La arquitectura es el testigo insobornable de la historia. Eso dijo Octavio Paz y, con el paso de los años, se ha convertido por razones obvias en una de las frases favoritas de los arquitectos. Y es que, de alguna forma, lo construido permanece incluso cuando se desmorona. En 1504 el concejo de Zaragoza mandó alzar una torre civil para albergar el reloj público y las campanas que iban a regular la vida de la ciudad. Recibió el siempre anacrónico nombre de “Torre Nueva” y fue la torre mudéjar más famosa de la ciudad de Zaragoza.

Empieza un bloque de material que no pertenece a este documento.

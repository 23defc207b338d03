//! Load and replay event scenarios from TOML
//!
//! A scenario seeds groups, residents, claims, conflict zones and terrain,
//! then lists host events to push through a `ProtectionEngine`. Subjects are
//! referred to by name and get a fresh `SubjectId` on load.

use crate::core::error::Result;
use crate::core::types::{AllianceId, GroupId, SubjectId, Tick};
use crate::engine::{EventKind, ExplosionOutcome, ProtectionEngine, Verdict};
use crate::host::{Notifier, TerrainHost};
use crate::permission::action::{BlockType, Material};
use crate::spatial::coord::{BlockLocation, BlockPos, CellCoord, Direction};
use crate::territory::claim::{Claim, Group, PermissionFlags, NOT_FOR_SALE};
use crate::territory::world::ZoneRules;
use ahash::AHashMap;
use serde::{Deserialize, Serialize};
use std::path::Path;

#[derive(Debug, Clone, Deserialize)]
pub struct GroupSpec {
    pub id: u32,
    pub name: String,
    #[serde(default)]
    pub alliance: Option<u32>,
    #[serde(default)]
    pub fire: bool,
    #[serde(default)]
    pub explosions: bool,
}

#[derive(Debug, Clone, Deserialize)]
pub struct ResidentSpec {
    pub name: String,
    pub group: u32,
}

#[derive(Debug, Clone, Deserialize)]
pub struct ClaimSpec {
    pub world: String,
    pub x: i32,
    pub z: i32,
    pub group: u32,
    #[serde(default)]
    pub holder: Option<String>,
    #[serde(default)]
    pub trusted: Vec<String>,
    #[serde(default)]
    pub flags: PermissionFlags,
    #[serde(default = "not_for_sale")]
    pub price: i64,
}

fn not_for_sale() -> i64 {
    NOT_FOR_SALE
}

#[derive(Debug, Clone, Deserialize)]
pub struct ZoneSpec {
    pub world: String,
    pub min: [i32; 2],
    pub max: [i32; 2],
    #[serde(default)]
    pub rules: ZoneRules,
}

#[derive(Debug, Clone, Deserialize)]
pub struct BlockSpec {
    pub world: String,
    pub at: [i32; 3],
    pub material: Material,
    #[serde(default)]
    pub data: u8,
}

/// One host event to replay
#[derive(Debug, Clone, Deserialize)]
#[serde(tag = "kind", rename_all = "snake_case")]
pub enum ScenarioEvent {
    Break {
        subject: String,
        world: String,
        at: [i32; 3],
    },
    Place {
        subject: String,
        world: String,
        at: [i32; 3],
        material: Material,
    },
    Burn {
        world: String,
        at: [i32; 3],
    },
    Ignite {
        world: String,
        at: [i32; 3],
        #[serde(default)]
        cancelled: bool,
    },
    Piston {
        world: String,
        blocks: Vec<[i32; 3]>,
        direction: Direction,
        #[serde(default)]
        retract: bool,
    },
    Explode {
        world: String,
        blocks: Vec<[i32; 3]>,
    },
    Tick {
        ticks: Tick,
    },
}

/// Parsed scenario file
#[derive(Debug, Clone, Default, Deserialize)]
#[serde(default)]
pub struct Scenario {
    pub groups: Vec<GroupSpec>,
    pub residents: Vec<ResidentSpec>,
    pub claims: Vec<ClaimSpec>,
    pub zones: Vec<ZoneSpec>,
    pub blocks: Vec<BlockSpec>,
    pub events: Vec<ScenarioEvent>,
}

/// Result of replaying one event
#[derive(Debug, Clone, Serialize)]
#[serde(tag = "result", rename_all = "snake_case")]
pub enum EventReport {
    Verdict { index: usize, event: EventKind, verdict: Verdict },
    Explosion { index: usize, outcome: ExplosionOutcome },
    Tick { index: usize, now: Tick, restored: Vec<BlockLocation> },
}

fn pos(at: [i32; 3]) -> BlockPos {
    BlockPos::new(at[0], at[1], at[2])
}

fn subject_id(subjects: &mut AHashMap<String, SubjectId>, name: &str) -> SubjectId {
    *subjects
        .entry(name.to_string())
        .or_insert_with(SubjectId::new)
}

fn location(world: &str, at: [i32; 3]) -> BlockLocation {
    BlockLocation {
        world: world.to_string(),
        pos: pos(at),
    }
}

impl Scenario {
    pub fn from_toml_str(content: &str) -> Result<Self> {
        Ok(toml::from_str(content)?)
    }

    pub fn load(path: &Path) -> Result<Self> {
        let content = std::fs::read_to_string(path)?;
        Self::from_toml_str(&content)
    }

    /// Seed the engine and return the name -> subject mapping
    pub fn seed<T: TerrainHost, N: Notifier>(
        &self,
        engine: &mut ProtectionEngine<T, N>,
    ) -> Result<AHashMap<String, SubjectId>> {
        let mut subjects: AHashMap<String, SubjectId> = AHashMap::new();
        let mut subject = |name: &str| subject_id(&mut subjects, name);

        for entry in &self.groups {
            let mut group = Group::new(GroupId(entry.id), entry.name.clone());
            group.alliance = entry.alliance.map(AllianceId);
            group.fire = entry.fire;
            group.explosions = entry.explosions;
            engine.index_mut().register_group(group);
        }

        for entry in &self.residents {
            let id = subject(&entry.name);
            engine.index_mut().add_resident(id, GroupId(entry.group));
        }

        for entry in &self.claims {
            let mut claim = Claim::new(CellCoord::new(entry.x, entry.z), GroupId(entry.group))
                .with_flags(entry.flags)
                .with_price(entry.price);
            if let Some(holder) = &entry.holder {
                claim = claim.with_holder(subject(holder));
            }
            for name in &entry.trusted {
                claim = claim.trust(subject(name));
            }
            engine.index_mut().insert_claim(&entry.world, claim)?;
        }

        for entry in &self.zones {
            engine.index_mut().add_conflict_zone(
                &entry.world,
                CellCoord::new(entry.min[0], entry.min[1]),
                CellCoord::new(entry.max[0], entry.max[1]),
                entry.rules.clone(),
            )?;
        }

        for entry in &self.blocks {
            let block = BlockType::new(entry.material.clone(), entry.data);
            engine
                .terrain_mut()
                .set_block(&location(&entry.world, entry.at), block);
        }

        Ok(subjects)
    }

    /// Push every event through the engine in order
    pub fn replay<T: TerrainHost, N: Notifier>(
        &self,
        engine: &mut ProtectionEngine<T, N>,
        subjects: &mut AHashMap<String, SubjectId>,
    ) -> Vec<EventReport> {
        let mut reports = Vec::with_capacity(self.events.len());
        for (index, event) in self.events.iter().enumerate() {
            let mut subject = |name: &str| subject_id(subjects, name);
            let report = match event {
                ScenarioEvent::Break { subject: name, world, at } => {
                    let verdict = engine.on_block_break(subject(name), &location(world, *at));
                    if !verdict.is_cancelled() {
                        engine.terrain_mut().set_block(&location(world, *at), BlockType::air());
                    }
                    EventReport::Verdict { index, event: EventKind::BlockBreak, verdict }
                }
                ScenarioEvent::Place { subject: name, world, at, material } => {
                    let placed = BlockType::of(material.clone());
                    let target = location(world, *at);
                    let verdict = engine.on_block_place(subject(name), &target, &placed);
                    if !verdict.is_cancelled() {
                        engine.terrain_mut().set_block(&target, placed);
                    }
                    EventReport::Verdict { index, event: EventKind::BlockPlace, verdict }
                }
                ScenarioEvent::Burn { world, at } => {
                    let verdict = engine.on_block_burn(&location(world, *at));
                    EventReport::Verdict { index, event: EventKind::BlockBurn, verdict }
                }
                ScenarioEvent::Ignite { world, at, cancelled } => {
                    let verdict = engine.on_block_ignite(&location(world, *at), *cancelled);
                    EventReport::Verdict { index, event: EventKind::BlockIgnite, verdict }
                }
                ScenarioEvent::Piston { world, blocks, direction, retract } => {
                    let kind = if *retract {
                        EventKind::PistonRetract
                    } else {
                        EventKind::PistonExtend
                    };
                    let blocks: Vec<BlockPos> = blocks.iter().copied().map(pos).collect();
                    let verdict = engine.on_piston(kind, world, &blocks, *direction);
                    EventReport::Verdict { index, event: kind, verdict }
                }
                ScenarioEvent::Explode { world, blocks } => {
                    let blocks: Vec<BlockPos> = blocks.iter().copied().map(pos).collect();
                    let outcome = engine.on_explosion(world, &blocks);
                    if !outcome.cancelled {
                        for unit in &outcome.units {
                            engine.terrain_mut().set_block(&unit.location, BlockType::air());
                        }
                    }
                    EventReport::Explosion { index, outcome }
                }
                ScenarioEvent::Tick { ticks } => {
                    let restored = engine.tick(*ticks);
                    EventReport::Tick { index, now: engine.scheduler().now(), restored }
                }
            };
            reports.push(report);
        }
        reports
    }
}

Debe de ser cierto aquello de que le damos forma a nuestros edificios y después ellos nos conforman a nosotros. Churchill sabía de esas cosas.
Poco después de su construcción, la torre empezó a inclinarse hasta alcanzar una desviación respecto a la vertical de casi tres metros. Aquello la convirtió en la torre inclinada más famosa de España, reproducida en grabados y fotografías a lo largo de los tiempos que conoció en pie. Los motivos de su inclinación van desde lo más prosaico a lo más poético, de las prisas en su cimentación a la fuerza del característico viento cierzo aragonés, que lo dobla todo. Desde el mismo siglo XVI, la torre se convirtió en un símbolo de la ciudad. Durante el célebre episodio de los Sitios en la Guerra de Independencia contra los franceses, la torre se empleó para vigilar los movimientos de las tropas enemigas y dar aviso en caso de peligro. A la manera de las famosas torres inclinadas gemelas de Bolonia.

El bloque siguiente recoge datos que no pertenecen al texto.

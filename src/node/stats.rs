//! Log positions and per-poll replication statistics
//!
//! A `StatsSnapshot` is a value: created fresh on each poll, superseded
//! (never edited) by the next poll. Absent positions are `None`, never
//! zero: a zero operand means "no data", and lag classification is
//! withheld rather than read as zero lag.

use std::fmt;
use std::str::FromStr;

use chrono::{DateTime, Utc};
use serde::{Deserialize, Serialize};
use thiserror::Error;

use crate::topology::DurabilityMode;

/// A log sequence number: a monotonically increasing position in a
/// node's write-ahead log.
///
/// Prints and parses the conventional `XXXXXXXX/XXXXXXXX` split-hex
/// form (high 32 bits / low 32 bits).
#[derive(
    Debug, Clone, Copy, PartialEq, Eq, PartialOrd, Ord, Hash, Serialize, Deserialize, Default,
)]
#[serde(transparent)]
pub struct Lsn(u64);

impl Lsn {
    pub const fn new(value: u64) -> Self {
        Lsn(value)
    }

    pub const fn as_u64(&self) -> u64 {
        self.0
    }

    /// Signed distance from `other` to `self`, in log bytes.
    ///
    /// Positive when `self` is ahead of `other`.
    pub fn distance(&self, other: Lsn) -> i64 {
        let wide = self.0 as i128 - other.0 as i128;
        wide.clamp(i64::MIN as i128, i64::MAX as i128) as i64
    }

    /// Advance by `bytes`, saturating at the top of the range
    pub fn advance(&self, bytes: u64) -> Lsn {
        Lsn(self.0.saturating_add(bytes))
    }
}

impl fmt::Display for Lsn {
    fn fmt(&self, f: &mut fmt::Formatter<'_>) -> fmt::Result {
        write!(f, "{:X}/{:X}", self.0 >> 32, self.0 & 0xFFFF_FFFF)
    }
}

/// Error parsing an LSN from its split-hex form
#[derive(Debug, Clone, PartialEq, Eq, Error)]
#[error("invalid lsn '{0}': expected XXXXXXXX/XXXXXXXX hex form")]
pub struct ParseLsnError(String);

impl FromStr for Lsn {
    type Err = ParseLsnError;

    fn from_str(s: &str) -> Result<Self, Self::Err> {
        let (high, low) = s.split_once('/').ok_or_else(|| ParseLsnError(s.into()))?;
        let high = u32::from_str_radix(high, 16).map_err(|_| ParseLsnError(s.into()))?;
        let low = u32::from_str_radix(low, 16).map_err(|_| ParseLsnError(s.into()))?;
        Ok(Lsn(((high as u64) << 32) | low as u64))
    }
}

/// Signed distance between two optional positions.
///
/// `None` when either operand is absent: no data, not zero lag.
pub fn lsn_distance(a: Option<Lsn>, b: Option<Lsn>) -> Option<i64> {
    match (a, b) {
        (Some(a), Some(b)) => Some(a.distance(b)),
        _ => None,
    }
}

/// One node's replication progress at one poll.
///
/// Which fields are populated depends on the node's role:
/// - every replica reports `last_receive_lsn` / `last_apply_lsn`;
/// - forwarding nodes (primary and non-terminal replicas) additionally
///   report `sent_lsn` and the write/flush/apply positions of their
///   furthest-behind descendant;
/// - only the primary reports the `wait_*` thresholds it is currently
///   blocked on per durability mode.
#[derive(Debug, Clone, Serialize, Deserialize)]
pub struct StatsSnapshot {
    pub sent_lsn: Option<Lsn>,
    pub write_lsn: Option<Lsn>,
    pub flush_lsn: Option<Lsn>,
    pub apply_lsn: Option<Lsn>,

    /// This node's own receipt progress
    pub last_receive_lsn: Option<Lsn>,
    /// This node's own application progress
    pub last_apply_lsn: Option<Lsn>,

    pub wait_write_lsn: Option<Lsn>,
    pub wait_flush_lsn: Option<Lsn>,
    pub wait_apply_lsn: Option<Lsn>,

    pub captured_at: DateTime<Utc>,
}

impl StatsSnapshot {
    /// A snapshot with no data, for a node that has never been polled
    pub fn empty() -> Self {
        Self {
            sent_lsn: None,
            write_lsn: None,
            flush_lsn: None,
            apply_lsn: None,
            last_receive_lsn: None,
            last_apply_lsn: None,
            wait_write_lsn: None,
            wait_flush_lsn: None,
            wait_apply_lsn: None,
            captured_at: Utc::now(),
        }
    }

    /// The downstream (furthest-behind descendant) position selected by
    /// a durability mode. `None` for async mode or missing data.
    pub fn downstream_lsn(&self, mode: DurabilityMode) -> Option<Lsn> {
        match mode {
            DurabilityMode::None => None,
            DurabilityMode::Write => self.write_lsn,
            DurabilityMode::Flush => self.flush_lsn,
            DurabilityMode::Apply => self.apply_lsn,
        }
    }

    /// The primary's wait threshold selected by a durability mode
    pub fn wait_lsn(&self, mode: DurabilityMode) -> Option<Lsn> {
        match mode {
            DurabilityMode::None => None,
            DurabilityMode::Write => self.wait_write_lsn,
            DurabilityMode::Flush => self.wait_flush_lsn,
            DurabilityMode::Apply => self.wait_apply_lsn,
        }
    }
}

En 1892 el Ayuntamiento de Zaragoza decidió demolerla, arguyendo la inclinación y la presunta ruina de la obra, aunque aquello resultaba más que dudoso. La decisión contó con la oposición de muchos intelectuales y de parte de la población, pero los esfuerzos por salvarla fueron en vano. Un año después ya no estaba. Hoy podemos encontrar una silueta circular en la plaza de San Felipe que rinde homenaje al monumento perdido en el lugar que un día ocupó. Lo más curioso es que entre distintas generaciones contemporáneas de zaragozanos existe un cariño especial por aquel edificio del siglo XVI que nunca llegaron a conocer. Debe de ser cierto aquello de que los lugares tienen poder. Más allá de sus muros está su alma, y esa no se desmorona aunque les arranquen las piedras.

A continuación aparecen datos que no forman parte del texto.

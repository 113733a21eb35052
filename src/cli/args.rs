//! CLI argument definitions using clap
//!
//! Commands:
//! - cascmon check --config <path>
//! - cascmon run --config <path>

use clap::{Parser, Subcommand};
use std::path::PathBuf;

/// cascmon - topology controller and lag monitor for cascading
/// replication clusters
#[derive(Parser, Debug)]
#[command(name = "cascmon")]
#[command(version, about, long_about = None)]
pub struct Cli {
    #[command(subcommand)]
    pub command: Command,
}

#[derive(Subcommand, Debug)]
pub enum Command {
    /// Validate the cluster config and print the resolved topology
    Check {
        /// Path to configuration file
        #[arg(long, default_value = "./cascmon.json")]
        config: PathBuf,
    },

    /// Bring the cluster up and run the operator console
    Run {
        /// Path to configuration file
        #[arg(long, default_value = "./cascmon.json")]
        config: PathBuf,
    },
}

impl Cli {
    /// Parse command line arguments
    pub fn parse_args() -> Self {
        Cli::parse()
    }
}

Esto del alma y los edificios está muy presente hoy en mí. Hoy se cumplen veinte años de la inauguración de un edificio. Tan solo un edificio, pero para unos cuantos, todos los que hemos conformado parte de nuestra historia entre sus paredes, es mucho más. Nuestra Facultad, aquel edificio que nos vendieron como “inteligente” pero del que un buen día empezó a salir agua del techo y que se parecía más a un instituto enorme que a una rancia sede de la Academia. Al que tardaba hora y pico en llegar en bus y al que le debo tantas buenas lecturas. Aquella Facultad de Comunicación de Sevilla que nos ha visto nacer como plumillas a tantos, que nos ha hecho forjar las amistades más profundas y los amores más intensos. La “Facultad nueva” que cumple dos décadas. El edificio que nos ha conformado a nosotros.